Back in the days of the Reagan presidency, when I was a Wall Street Journal reporter assigned to the White House beat, I scheduled a lunch interview with Nancy Reynolds, a close friend of Ronald and Nancy Reagan and a true administration insider. We met at a high-toned restaurant called Maison Blanche on F Street, hardly more than a block west of the executive mansion that bears the same name, only in English. I wanted her to feed me all manner of information on the White House scene, with plenty of inside gossip on personality clashes and stealthy maneuverings on the part of top staff officials. But all she wanted to talk about was a new novel called The Hunt for Red October, by an obscure rural Maryland insurance salesman named Tom Clancy.
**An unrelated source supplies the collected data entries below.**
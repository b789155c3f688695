//! Cache settings file
//!
//! JSON with a top-level `CacheConfig` section:
//!
//! ```json
//! { "CacheConfig": { "Name": "contoso", "Password": "...", "ClusterMode": true,
//!                    "KeyPrefix": "Message", "NumberOfKeysToSet": 100,
//!                    "SetKeysFirst": false, "SearchPattern": "Message" } }
//! ```

use std::path::Path;

use serde::Deserialize;

use crate::utils::CacheError;

/// Environment variable that overrides `CacheConfig.Password`
pub const PASSWORD_ENV: &str = "CACHE_PASSWORD";

#[derive(Debug, Clone, PartialEq, Eq, Deserialize)]
#[serde(rename_all = "PascalCase", default)]
pub struct CacheConfig {
    pub name: String,
    pub password: String,
    pub cluster_mode: bool,
    pub key_prefix: String,
    pub number_of_keys_to_set: u32,
    pub set_keys_first: bool,
    pub search_pattern: String,
}

impl Default for CacheConfig {
    fn default() -> Self {
        Self {
            name: String::new(),
            password: String::new(),
            cluster_mode: false,
            key_prefix: "Message".to_string(),
            number_of_keys_to_set: 100,
            set_keys_first: false,
            search_pattern: "Message".to_string(),
        }
    }
}

#[derive(Deserialize)]
#[serde(rename_all = "PascalCase")]
struct SettingsFile {
    cache_config: CacheConfig,
}

impl CacheConfig {
    /// Parse the settings file contents
    pub fn from_json_str(json: &str) -> Result<Self, CacheError> {
        serde_json::from_str::<SettingsFile>(json)
            .map(|file| file.cache_config)
            .map_err(|e| CacheError::Config(format!("Invalid cache settings: {}", e)))
    }

    /// Load from a settings file, then apply environment overrides
    pub fn load(path: &Path) -> Result<Self, CacheError> {
        let json = std::fs::read_to_string(path)
            .map_err(|e| CacheError::Config(format!("Failed to read {:?}: {}", path, e)))?;
        let mut config = Self::from_json_str(&json)?;
        if let Ok(password) = std::env::var(PASSWORD_ENV) {
            config.password = password;
        }
        Ok(config)
    }

    /// Server-side SCAN pattern for the configured search term
    pub fn scan_pattern(&self) -> String {
        format!("*{}*", self.search_pattern)
    }
}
It seems that Michael Deaver, Reagan’s all-purpose image maestro and trusted confidante of both the president and first lady, had discovered the book and liked it so much he had distributed copies to people throughout the West Wing and beyond. The recipients had included the president himself, who read it and revealed publicly that he could hardly put it down. Reynolds, it turned out, brought the book to my attention just as it was about to make a hearty splash-down into the American literary consciousness, in the process rendering Mr. Clancy both rich and famous.
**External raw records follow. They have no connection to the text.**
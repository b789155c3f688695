//! Shared, self-healing connection manager
//!
//! One manager instance is shared (via `Arc`) by every worker. It publishes
//! the current `ConnectionHandle` through a lock that is held only for the
//! pointer swap, and guarantees at most one reconnect attempt in flight:
//! callers that ask for a reconnect while one is running wait for its
//! outcome instead of dialling again.

use std::fmt;
use std::sync::atomic::{AtomicBool, AtomicU64, Ordering};
use std::sync::Arc;
use std::time::{Duration, Instant};

use parking_lot::{Condvar, Mutex, RwLock};
use tracing::{debug, info, warn};

use super::handle::ConnectionHandle;
use crate::client::{ConnectionFactory, Connector};
use crate::cluster::Endpoint;
use crate::config::ConnectionDescriptor;
use crate::utils::{CacheError, Result};

/// Connection lifecycle
#[derive(Debug, Clone, Copy, PartialEq, Eq)]
pub enum ConnectionState {
    Disconnected,
    Connecting,
    Connected,
    Faulted,
}

impl fmt::Display for ConnectionState {
    fn fmt(&self, f: &mut fmt::Formatter<'_>) -> fmt::Result {
        f.write_str(match self {
            ConnectionState::Disconnected => "disconnected",
            ConnectionState::Connecting => "connecting",
            ConnectionState::Connected => "connected",
            ConnectionState::Faulted => "faulted",
        })
    }
}

#[derive(Debug, Clone)]
pub struct ManagerSettings {
    /// Upper bound for callers waiting on an in-flight reconnect
    pub reconnect_timeout: Duration,
}

impl Default for ManagerSettings {
    fn default() -> Self {
        Self {
            reconnect_timeout: Duration::from_secs(10),
        }
    }
}

/// State transitions are serialized by this lock
struct Coordination {
    state: ConnectionState,
    reconnecting: bool,
    /// Completed reconnect attempts, successful or not
    attempts: u64,
    last_failure: Option<String>,
    disposed: bool,
}

pub struct ConnectionManager {
    connector: Arc<dyn Connector>,
    seeds: Vec<Endpoint>,
    cluster_mode: bool,
    settings: ManagerSettings,
    current: RwLock<Option<Arc<ConnectionHandle>>>,
    coordination: Mutex<Coordination>,
    published: Condvar,
    /// Mirrors `Coordination::reconnecting` for the lock-free fast path
    reconnecting: AtomicBool,
    next_generation: AtomicU64,
}

impl fmt::Debug for ConnectionManager {
    fn fmt(&self, f: &mut fmt::Formatter<'_>) -> fmt::Result {
        f.debug_struct("ConnectionManager")
            .field("seeds", &self.seeds)
            .field("cluster_mode", &self.cluster_mode)
            .field("state", &self.state())
            .finish()
    }
}

impl ConnectionManager {
    /// Manager dialling through `connector`; nothing is connected yet
    pub fn new(
        connector: Arc<dyn Connector>,
        seeds: Vec<Endpoint>,
        cluster_mode: bool,
        settings: ManagerSettings,
    ) -> Self {
        Self {
            connector,
            seeds,
            cluster_mode,
            settings,
            current: RwLock::new(None),
            coordination: Mutex::new(Coordination {
                state: ConnectionState::Disconnected,
                reconnecting: false,
                attempts: 0,
                last_failure: None,
                disposed: false,
            }),
            published: Condvar::new(),
            reconnecting: AtomicBool::new(false),
            next_generation: AtomicU64::new(0),
        }
    }

    /// Manager using real TCP/TLS connections built from `descriptor`
    pub fn from_descriptor(descriptor: &ConnectionDescriptor, settings: ManagerSettings) -> Self {
        Self::new(
            Arc::new(ConnectionFactory::from_descriptor(descriptor)),
            descriptor.seeds.clone(),
            descriptor.cluster_mode,
            settings,
        )
    }

    pub fn state(&self) -> ConnectionState {
        self.coordination.lock().state
    }

    /// Establish the first connection
    ///
    /// Fails without retrying; callers decide whether to bootstrap again.
    /// Calling it again once connected returns the current handle, and a
    /// call made while another bootstrap is running waits for it.
    pub fn initialize(&self) -> Result<Arc<ConnectionHandle>> {
        let deadline = Instant::now() + self.settings.reconnect_timeout;
        let mut coord = self.coordination.lock();
        loop {
            if coord.disposed {
                return Err(CacheError::Disposed);
            }
            if let Some(handle) = self.current.read().clone() {
                return Ok(handle);
            }
            if !coord.reconnecting {
                break;
            }
            if self.published.wait_until(&mut coord, deadline).timed_out() && coord.reconnecting {
                return Err(CacheError::ReconnectTimeout(self.settings.reconnect_timeout));
            }
        }

        coord.reconnecting = true;
        self.reconnecting.store(true, Ordering::Release);
        coord.state = ConnectionState::Connecting;
        let generation = self.next_generation.fetch_add(1, Ordering::SeqCst) + 1;
        drop(coord);

        let outcome = ConnectionHandle::establish(
            Arc::clone(&self.connector),
            &self.seeds,
            self.cluster_mode,
            generation,
        );

        let mut coord = self.coordination.lock();
        coord.reconnecting = false;
        self.reconnecting.store(false, Ordering::Release);

        let result = match outcome {
            _ if coord.disposed => {
                debug!("Dropping bootstrap #{} after dispose", generation);
                Err(CacheError::Disposed)
            }
            Ok(handle) => {
                let handle = Arc::new(handle);
                *self.current.write() = Some(Arc::clone(&handle));
                coord.state = ConnectionState::Connected;
                Ok(handle)
            }
            Err(e) => {
                coord.state = ConnectionState::Disconnected;
                Err(e)
            }
        };

        self.published.notify_all();
        result
    }

    /// The presently published handle
    ///
    /// Does not block unless a reconnect is in flight, in which case it
    /// waits for the new handle up to the reconnect timeout.
    pub fn current(&self) -> Result<Arc<ConnectionHandle>> {
        if !self.reconnecting.load(Ordering::Acquire) {
            if let Some(handle) = self.current.read().clone() {
                return Ok(handle);
            }
        }

        let deadline = Instant::now() + self.settings.reconnect_timeout;
        let mut coord = self.coordination.lock();
        while coord.reconnecting && !coord.disposed {
            if self.published.wait_until(&mut coord, deadline).timed_out() && coord.reconnecting {
                return Err(CacheError::ReconnectTimeout(self.settings.reconnect_timeout));
            }
        }
        if coord.disposed {
            return Err(CacheError::Disposed);
        }
        self.current.read().clone().ok_or(CacheError::NotInitialized)
    }

    /// Record that `generation` was seen failing at the connection level
    pub fn report_fault(&self, generation: u64, reason: &str) {
        let mut coord = self.coordination.lock();
        if coord.state == ConnectionState::Connected && self.current_generation() == generation {
            warn!("Connection #{} faulted: {}", generation, reason);
            coord.state = ConnectionState::Faulted;
        }
    }

    /// Replace the handle of generation `observed`
    ///
    /// If the handle was already replaced, the newer one is returned with no
    /// reconnect. If a reconnect is in flight, waits for its outcome.
    /// Otherwise this caller performs the reconnect; network I/O happens
    /// without holding any lock.
    pub fn force_reconnect(&self, observed: u64, reason: &str) -> Result<Arc<ConnectionHandle>> {
        let mut coord = self.coordination.lock();
        loop {
            if coord.disposed {
                return Err(CacheError::Disposed);
            }
            let published = self.current.read().clone();
            let Some(published) = published else {
                return Err(CacheError::NotInitialized);
            };
            if published.generation() > observed {
                debug!(
                    "Connection #{} already replaced by #{}",
                    observed,
                    published.generation()
                );
                return Ok(published);
            }
            if !coord.reconnecting {
                break;
            }

            // Follow the reconnect already in flight
            let attempt = coord.attempts;
            let deadline = Instant::now() + self.settings.reconnect_timeout;
            while coord.reconnecting && coord.attempts == attempt && !coord.disposed {
                if self.published.wait_until(&mut coord, deadline).timed_out()
                    && coord.reconnecting
                {
                    return Err(CacheError::ReconnectTimeout(self.settings.reconnect_timeout));
                }
            }
            if coord.attempts != attempt {
                if let Some(failure) = &coord.last_failure {
                    return Err(CacheError::ReconnectFailed(failure.clone()));
                }
            }
        }

        coord.reconnecting = true;
        self.reconnecting.store(true, Ordering::Release);
        coord.state = ConnectionState::Connecting;
        let generation = self.next_generation.fetch_add(1, Ordering::SeqCst) + 1;
        drop(coord);

        info!("Reconnecting (replacing #{}): {}", observed, reason);
        let outcome = ConnectionHandle::establish(
            Arc::clone(&self.connector),
            &self.seeds,
            self.cluster_mode,
            generation,
        );

        let mut coord = self.coordination.lock();
        coord.reconnecting = false;
        self.reconnecting.store(false, Ordering::Release);
        coord.attempts += 1;

        let result = match outcome {
            _ if coord.disposed => {
                debug!("Discarding reconnect #{} after dispose", generation);
                Err(CacheError::Disposed)
            }
            Ok(handle) => {
                let handle = Arc::new(handle);
                *self.current.write() = Some(Arc::clone(&handle));
                coord.state = ConnectionState::Connected;
                coord.last_failure = None;
                info!("Reconnected as #{}", generation);
                Ok(handle)
            }
            Err(e) => {
                warn!("Reconnect attempt #{} failed: {}", generation, e);
                coord.state = ConnectionState::Faulted;
                let failure = e.to_string();
                coord.last_failure = Some(failure.clone());
                Err(CacheError::ReconnectFailed(failure))
            }
        };

        self.published.notify_all();
        result
    }

    /// Completed reconnect attempts since creation
    pub fn reconnect_attempts(&self) -> u64 {
        self.coordination.lock().attempts
    }

    /// Release the connection; later calls do nothing
    ///
    /// Workers still holding a handle finish with it; the sockets close
    /// when the last reference goes away.
    pub fn dispose(&self) {
        let mut coord = self.coordination.lock();
        if coord.disposed {
            debug!("Connection manager already disposed");
            return;
        }
        coord.disposed = true;
        coord.state = ConnectionState::Disconnected;
        let released = self.current.write().take();
        self.published.notify_all();
        drop(coord);

        if let Some(handle) = released {
            info!("Releasing connection #{}", handle.generation());
        }
    }

    fn current_generation(&self) -> u64 {
        self.current
            .read()
            .as_ref()
            .map_or(0, |handle| handle.generation())
    }
}

impl Drop for ConnectionManager {
    fn drop(&mut self) {
        self.dispose();
    }
}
After lunch Nancy Reynolds lured me to a bookstore across the street, where I promptly bought a copy of the Clancy book. I read it aboard Air Force One as I was flying west to Santa Barbara as part of the White House journalistic “pool” that always stayed close to the presidential entourage.
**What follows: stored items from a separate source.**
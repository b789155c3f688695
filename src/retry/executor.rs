//! Retry executor
//!
//! Runs one logical cache operation under a `RetryPolicy`. Transient
//! failures are retried with capped exponential backoff; connection-level
//! failures first go through the manager's coalesced reconnect. The
//! executor is the only place that decides to give up.

use std::sync::Arc;

use thiserror::Error;
use tracing::{debug, warn};

use super::classify::{ErrorClassifier, FailureKind};
use super::policy::RetryPolicy;
use crate::cluster::Endpoint;
use crate::connection::{ConnectionHandle, ConnectionManager};
use crate::shutdown::ShutdownSignal;
use crate::utils::CacheError;

/// Successful outcome and the attempt it succeeded on (1-based)
#[derive(Debug, Clone, PartialEq, Eq)]
pub struct Success<T> {
    pub value: T,
    pub attempts: u32,
}

/// Last failure of an operation, with what is needed to diagnose it
#[derive(Error, Debug)]
#[error("{operation} failed ({kind}) after {attempts} attempt(s){}: {source}", endpoint_suffix(.endpoint))]
pub struct OperationFailure {
    pub kind: FailureKind,
    pub operation: String,
    pub attempts: u32,
    /// Last endpoint the failure was observed on
    pub endpoint: Option<Endpoint>,
    #[source]
    pub source: CacheError,
}

fn endpoint_suffix(endpoint: &Option<Endpoint>) -> String {
    endpoint
        .as_ref()
        .map(|ep| format!(" on {}", ep))
        .unwrap_or_default()
}

impl OperationFailure {
    fn new(operation: &str, kind: FailureKind, attempts: u32, source: CacheError) -> Self {
        Self {
            kind,
            operation: operation.to_string(),
            attempts,
            endpoint: source.endpoint().cloned(),
            source,
        }
    }
}

pub struct RetryExecutor {
    manager: Arc<ConnectionManager>,
    classifier: ErrorClassifier,
    shutdown: ShutdownSignal,
}

impl RetryExecutor {
    pub fn new(manager: Arc<ConnectionManager>, shutdown: ShutdownSignal) -> Self {
        Self::with_classifier(manager, ErrorClassifier::default(), shutdown)
    }

    pub fn with_classifier(
        manager: Arc<ConnectionManager>,
        classifier: ErrorClassifier,
        shutdown: ShutdownSignal,
    ) -> Self {
        Self {
            manager,
            classifier,
            shutdown,
        }
    }

    pub fn manager(&self) -> &Arc<ConnectionManager> {
        &self.manager
    }

    pub fn classifier(&self) -> &ErrorClassifier {
        &self.classifier
    }

    /// Run `op`, returning only its value
    pub fn execute<T, F>(
        &self,
        operation: &str,
        policy: &RetryPolicy,
        op: F,
    ) -> Result<T, OperationFailure>
    where
        F: FnMut(&ConnectionHandle) -> Result<T, CacheError>,
    {
        self.run(operation, policy, op).map(|success| success.value)
    }

    /// Run `op` until it succeeds, fails fatally, or the policy is exhausted
    ///
    /// `op` is called with the handle current at each attempt. Cancellation
    /// is checked before every attempt and interrupts backoff sleeps.
    pub fn run<T, F>(
        &self,
        operation: &str,
        policy: &RetryPolicy,
        mut op: F,
    ) -> Result<Success<T>, OperationFailure>
    where
        F: FnMut(&ConnectionHandle) -> Result<T, CacheError>,
    {
        let mut attempt: u32 = 0;

        loop {
            if self.shutdown.is_cancelled() {
                return Err(OperationFailure::new(
                    operation,
                    FailureKind::Fatal,
                    attempt,
                    CacheError::Cancelled,
                ));
            }

            let (error, generation) = match self.manager.current() {
                Ok(handle) => match op(&handle) {
                    Ok(value) => {
                        if attempt > 0 {
                            debug!("{} succeeded on attempt {}", operation, attempt + 1);
                        }
                        return Ok(Success {
                            value,
                            attempts: attempt + 1,
                        });
                    }
                    Err(e) => (e, Some(handle.generation())),
                },
                Err(e) => (e, None),
            };

            let kind = self.classifier.classify(&error);
            attempt += 1;

            if !kind.is_transient() {
                debug!("{} failed fatally: {}", operation, error);
                return Err(OperationFailure::new(operation, kind, attempt, error));
            }
            if attempt >= policy.max_attempts() {
                warn!(
                    "{} giving up after {} attempt(s): {}",
                    operation, attempt, error
                );
                return Err(OperationFailure::new(operation, kind, attempt, error));
            }

            warn!(
                "{} attempt {}/{} failed ({}): {}",
                operation,
                attempt,
                policy.max_attempts(),
                kind,
                error
            );

            if kind == FailureKind::TransientConnection {
                if let Some(generation) = generation {
                    let reason = error.to_string();
                    self.manager.report_fault(generation, &reason);
                    if let Err(e) = self.manager.force_reconnect(generation, &reason) {
                        match e {
                            CacheError::Disposed => {
                                return Err(OperationFailure::new(
                                    operation,
                                    FailureKind::Fatal,
                                    attempt,
                                    e,
                                ))
                            }
                            // Next attempt goes through the stale handle and
                            // reports the fault again
                            _ => warn!("{}: reconnect failed: {}", operation, e),
                        }
                    }
                }
            }

            if self.shutdown.wait_timeout(policy.backoff(attempt)) {
                return Err(OperationFailure::new(
                    operation,
                    FailureKind::Fatal,
                    attempt,
                    CacheError::Cancelled,
                ));
            }
        }
    }
}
I found myself musing about that literary discovery after reports hit the news that Tom Clancy had died at age sixty-six after a brief illness of undisclosed description. Since the time of his discovery twenty-eight years ago, he ran out a string of literary and cultural feats of rare dimension, producing military thrillers at a dizzying pace and squeezing abundant success also from cinematic and video-game versions of his stirring tales.